The 2003-2009 Toyota 4Runner has a 3-year/36,000 mile basic warranty and a 5-year/60,000 mile powertrain warranty. Extended warranties purchased when the car was new are transferable, so be sure to inquire if the vehicle you are buying has an extended plan. Toyota also offers a line of Certified Pre-Owned (CPO) vehicles through its dealerships. If you purchase a Certified Pre-Owned 4Runner, the warranty coverage for the powertrain is extended to 7-years/100,000 miles from the vehicle's original in service date. CPO cars also come with a 12-month/12,000 mile comprehensive warranty, one year of roadside assistance and a free CARFAX report. Best of all, Certified customers are eligible for standard new car financing rates. Vehicles that qualify for the CPO program cannot be older than six years or have more than 85,000 miles on the odometer. To learn more about the Toyota CPO program, visit their website at www.toyotacertified.com.
Word on the Web
Consumer advocacy sites like ConsumerReports.org give the 2003-09 Toyota 4Runner excellent ratings in every category save for the brakes, which have only an average rating. There were also some issues with paint quality and the audio systems in model years 2008 and 2009. Enthusiast off-road sites such as 4Runnerforums.com and Toyota-4Runner.org are filled with praise for the 4Runner's ability as well as endless threads detailing interior and exterior upgrades, suspension modifications and off-road adventuring. When you buy a 4Runner, it's like joining an exclusive club of off-road maniacs. We couldn't find any complaints of note other than some mention of premature brake wear and lots of comparisons between the V6 and V8 4WD system. Most favor the V6, as the engine gets better fuel economy and the 4WD can be manually switched to 2WD for city driving and better fuel economy. The V8 system is a permanently engaged 4WD.

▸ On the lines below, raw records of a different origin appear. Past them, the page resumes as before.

//! Property-based tests using proptest.
//!
//! Invariants of the Hagan formula, the Black pricer and the solver
//! reparameterization, checked over random inputs.

use proptest::prelude::*;
use sabr_lib::models::sabr::sabr_calibrator::SABRModelCalibrator;
use sabr_lib::{
    black_price, black_vega, from_unconstrained, hagan_implied_vol, to_unconstrained, CalibrationConfig,
    OptionSide, SABRParams, SmileQuote,
};

fn side() -> impl Strategy<Value = OptionSide> {
    prop_oneof![Just(OptionSide::Call), Just(OptionSide::Put)]
}

// --- Hagan implied vol ---

proptest! {
    /// Any positive (F, K, T) and any parameter values, including ones outside
    /// the admissible domain, give a finite non-negative vol.
    #[test]
    fn hagan_vol_is_finite_and_non_negative(
        f in 1e-3_f64..1e4,
        k in 1e-3_f64..1e4,
        t in 1e-6_f64..30.0,
        alpha in -1.0_f64..10.0,
        beta in -0.5_f64..1.5,
        rho in -1.5_f64..1.5,
        nu in -1.0_f64..5.0,
    ) {
        let vol = hagan_implied_vol(f, k, t, alpha, beta, rho, nu);
        prop_assert!(vol.is_finite(), "vol not finite: {}", vol);
        prop_assert!(vol >= 0.0, "vol negative: {}", vol);
    }
}

proptest! {
    /// The ATM branch and the general branch agree across the switch point.
    #[test]
    fn hagan_vol_is_continuous_at_the_money(
        f in 10.0_f64..500.0,
        atm_vol in 0.05_f64..0.8,
        beta in 0.1_f64..0.99,
        rho in -0.9_f64..0.9,
        nu in 0.01_f64..2.0,
        t in 0.05_f64..5.0,
    ) {
        let alpha = atm_vol * f.powf(1.0 - beta);
        let atm = hagan_implied_vol(f, f, t, alpha, beta, rho, nu);
        let inside = hagan_implied_vol(f, f * (1.0 + 1e-9), t, alpha, beta, rho, nu);
        let outside = hagan_implied_vol(f, f * (1.0 + 2e-6), t, alpha, beta, rho, nu);

        prop_assert!((inside - atm).abs() <= 1e-9 * atm, "inside {} vs atm {}", inside, atm);
        prop_assert!((outside - atm).abs() <= 1e-4 * atm, "outside {} vs atm {}", outside, atm);
    }
}

// --- Black pricer ---

proptest! {
    #[test]
    fn black_price_is_increasing_in_vol(
        k in 50.0_f64..200.0,
        t in 0.01_f64..5.0,
        sigma in 0.01_f64..1.5,
        bump in 1e-3_f64..0.5,
        df in 0.5_f64..1.0,
        side in side(),
    ) {
        let f = 100.0;
        let lo = black_price(f, k, t, sigma, side, df);
        let hi = black_price(f, k, t, sigma + bump, side, df);
        prop_assert!(hi >= lo, "price decreased: {} -> {}", lo, hi);
        prop_assert!(black_vega(f, k, t, sigma, df) >= 0.0);
        prop_assert!(black_vega(f, f, t, sigma, df) > 0.0);
    }
}

proptest! {
    #[test]
    fn black_price_respects_no_arbitrage_bounds(
        f in 1.0_f64..500.0,
        k in 1.0_f64..500.0,
        t in 1e-4_f64..10.0,
        sigma in 1e-3_f64..2.0,
        df in 0.1_f64..1.0,
    ) {
        let call = black_price(f, k, t, sigma, OptionSide::Call, df);
        let put = black_price(f, k, t, sigma, OptionSide::Put, df);
        let tol = 1e-9 * f.max(k);

        prop_assert!(call >= df * (f - k).max(0.0) - tol);
        prop_assert!(call <= df * f + tol);
        prop_assert!(put >= df * (k - f).max(0.0) - tol);
        prop_assert!(put <= df * k + tol);
        prop_assert!((call - put - df * (f - k)).abs() <= tol);
    }
}

proptest! {
    /// Vanishing maturity collapses the price to discounted intrinsic value and
    /// the vega to zero.
    #[test]
    fn black_price_tends_to_intrinsic(
        k in 50.0_f64..150.0,
        sigma in 0.05_f64..1.0,
        df in 0.5_f64..1.0,
        side in side(),
    ) {
        let f = 100.0;
        let t = 1e-12;
        let price = black_price(f, k, t, sigma, side, df);
        prop_assert!((price - df * side.intrinsic(f, k)).abs() < 1e-4);
        prop_assert!(black_vega(f, k, t, sigma, df) < 1e-3);
        prop_assert_eq!(black_vega(f, k, 0.0, sigma, df), 0.0);
    }
}

// --- Reparameterization ---

proptest! {
    #[test]
    fn unconstrained_round_trip(
        log_alpha in -8.0_f64..3.0,
        rho in -0.999_f64..0.999,
        log_nu in -8.0_f64..2.0,
    ) {
        let alpha = log_alpha.exp();
        let nu = log_nu.exp();
        let x = to_unconstrained(alpha, rho, nu);
        let (a, r, n) = from_unconstrained(&x);
        prop_assert!((a - alpha).abs() <= 1e-13 * alpha);
        prop_assert!((r - rho).abs() <= 1e-12);
        prop_assert!((n - nu).abs() <= 1e-13 * nu);
    }
}

proptest! {
    /// Every unconstrained vector maps into the admissible domain.
    #[test]
    fn unconstrained_vectors_map_to_admissible_params(
        x0 in -30.0_f64..30.0,
        x1 in -30.0_f64..30.0,
        x2 in -30.0_f64..30.0,
    ) {
        let (alpha, rho, nu) = from_unconstrained(&[x0, x1, x2]);
        prop_assert!(alpha > 0.0);
        prop_assert!(nu > 0.0);
        prop_assert!((-1.0..=1.0).contains(&rho));

        // calibrated parameters keep rho strictly inside (-1, 1)
        let quote = SmileQuote::new(100.0, 1.0, &[90.0, 100.0, 110.0], &[0.24, 0.22, 0.23]);
        let calibrator = SABRModelCalibrator::new(&quote, &CalibrationConfig::default());
        let params = calibrator.params_from(&[x0, x1, x2]);
        prop_assert!(params.rho.abs() < 1.0);
        prop_assert!(SABRParams::new(params.alpha, params.beta, params.rho, params.nu).is_ok());
    }
}
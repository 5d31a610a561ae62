use crate::calibration::solver::LmConfig;
use anyhow::{Context, Result};
use serde::{Deserialize, Serialize};
use std::path::Path;

/// Random perturbation applied to the initial guess for multistart trials
#[derive(Debug, Clone, Serialize, Deserialize, PartialEq)]
#[serde(default)]
pub struct PerturbationConfig {
    /// Std-dev of the log-normal multiplier on alpha
    pub alpha_log_std: f64,
    /// Std-dev of the additive normal shift on rho
    pub rho_std: f64,
    /// Perturbed rho is clipped to [-rho_clip, rho_clip]
    pub rho_clip: f64,
    /// Std-dev of the log-normal multiplier on nu
    pub nu_log_std: f64,
}

impl Default for PerturbationConfig {
    fn default() -> Self {
        Self {
            alpha_log_std: 0.2,
            rho_std: 0.15,
            rho_clip: 0.85,
            nu_log_std: 0.3,
        }
    }
}

/// Priors for the unperturbed starting point
#[derive(Debug, Clone, Serialize, Deserialize, PartialEq)]
#[serde(default)]
pub struct InitialGuessConfig {
    /// Starting correlation (equity-like negative skew)
    pub rho0: f64,
    /// Starting vol-of-vol
    pub nu0: f64,
    /// Lower bound on the ATM-derived alpha
    pub alpha_floor: f64,
}

impl Default for InitialGuessConfig {
    fn default() -> Self {
        Self {
            rho0: -0.2,
            nu0: 0.5,
            alpha_floor: 1e-4,
        }
    }
}

/// Main configuration struct for SABR calibration
#[derive(Debug, Clone, Serialize, Deserialize, PartialEq)]
pub struct CalibrationConfig {
    /// Fixed CEV exponent (never fitted)
    #[serde(default = "default_beta")]
    pub beta: f64,

    /// Weight residuals by normalised Black vega instead of uniformly
    #[serde(default = "default_vega_weighted")]
    pub vega_weighted: bool,

    /// Lower bound on each normalised vega weight
    #[serde(default = "default_weight_floor")]
    pub weight_floor: f64,

    /// Total number of local solves (the first is unperturbed)
    #[serde(default = "default_multistart")]
    pub multistart: usize,

    /// Seed of the multistart random generator
    #[serde(default = "default_seed")]
    pub seed: u64,

    /// Residual evaluation budget per trial
    #[serde(default = "default_max_evals")]
    pub max_evals: usize,

    #[serde(default = "default_tolerance")]
    pub ftol: f64,

    #[serde(default = "default_tolerance")]
    pub xtol: f64,

    #[serde(default = "default_tolerance")]
    pub gtol: f64,

    /// Solve multistart trials on the rayon thread pool
    #[serde(default)]
    pub parallel_trials: bool,

    /// Calibrate independent smiles on the rayon thread pool
    #[serde(default)]
    pub parallel_smiles: bool,

    /// Verbosity level (0=silent, 1=per smile, 2=per trial)
    #[serde(default)]
    pub verbosity: u8,

    #[serde(default)]
    pub perturbation: PerturbationConfig,

    #[serde(default)]
    pub initial_guess: InitialGuessConfig,
}

impl Default for CalibrationConfig {
    fn default() -> Self {
        Self {
            beta: default_beta(),
            vega_weighted: default_vega_weighted(),
            weight_floor: default_weight_floor(),
            multistart: default_multistart(),
            seed: default_seed(),
            max_evals: default_max_evals(),
            ftol: default_tolerance(),
            xtol: default_tolerance(),
            gtol: default_tolerance(),
            parallel_trials: false,
            parallel_smiles: false,
            verbosity: 0,
            perturbation: PerturbationConfig::default(),
            initial_guess: InitialGuessConfig::default(),
        }
    }
}

impl CalibrationConfig {
    /// Default configuration for production calibration
    pub fn production() -> Self {
        Self {
            multistart: 5,
            max_evals: 500,
            ..Self::default()
        }
    }

    /// Fast configuration for development and testing
    pub fn fast() -> Self {
        Self {
            multistart: 1,
            max_evals: 100,
            ftol: 1e-8,
            xtol: 1e-8,
            gtol: 1e-8,
            ..Self::default()
        }
    }

    /// High-precision configuration for research and backtesting
    pub fn research() -> Self {
        Self {
            multistart: 16,
            max_evals: 2000,
            ftol: 1e-12,
            xtol: 1e-12,
            gtol: 1e-12,
            parallel_trials: true,
            ..Self::default()
        }
    }

    /// Minimal configuration for quick validation and debugging
    pub fn minimal() -> Self {
        Self {
            multistart: 1,
            max_evals: 30,
            ftol: 1e-6,
            xtol: 1e-6,
            gtol: 1e-6,
            ..Self::default()
        }
    }

    /// Parse a configuration from TOML; missing keys take their defaults.
    pub fn from_toml_str(s: &str) -> Result<Self> {
        toml::from_str(s).context("Failed to parse calibration config")
    }

    pub fn from_toml_file(path: impl AsRef<Path>) -> Result<Self> {
        let path = path.as_ref();
        let text = std::fs::read_to_string(path)
            .with_context(|| format!("Failed to read config file {}", path.display()))?;
        Self::from_toml_str(&text).with_context(|| format!("Invalid config in {}", path.display()))
    }

    /// Local solver settings derived from this configuration
    pub fn lm_config(&self) -> LmConfig {
        LmConfig {
            max_evals: self.max_evals.max(1),
            ftol: self.ftol,
            xtol: self.xtol,
            gtol: self.gtol,
            ..LmConfig::default()
        }
    }
}

fn default_beta() -> f64 {
    0.5
}

fn default_vega_weighted() -> bool {
    true
}

fn default_weight_floor() -> f64 {
    1e-6
}

fn default_multistart() -> usize {
    3
}

fn default_seed() -> u64 {
    42
}

fn default_max_evals() -> usize {
    300
}

fn default_tolerance() -> f64 {
    1e-10
}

Jeep Grand Cherokee: The Grand Cherokee can match the 4Runner for power, towing and off-road prowess, but it doesn't offer as much interior room or a third row seat option, and its repair and reliability ratings fall far, far below those of the 4Runner.
Ford Explorer: The Explorer offers a smoother and quieter ride and can also be equipped with a power-folding third row seat. But the Explorer is not very good when off-road and its V6 isn't as powerful or fuel efficient as the 4Runner.
Nissan Pathfinder: The Pathfinder became softer in this year range, more about comfort and urban commuting over snow-covered roads than true off-road adventuring. But, that's not to say that the Pathfinder can't tackle mud and gravel. It offers a flush-folding third row seat but its V6, while more powerful than the 4Runner's V6, is the only engine option.
Auto Trader Recommendations
If we had to pick one trim, we'd go with the Sport. Its options are more to our liking yet we wouldn't be afraid to get it dirty or even a little scratched when off-roading. The V8 seems like overkill to us and we like the V6's 4WD multimode settings better than the full-time setup of the V8. Pick any year and you'll be fine, but be sure early models have the optional side curtain airbags onboard.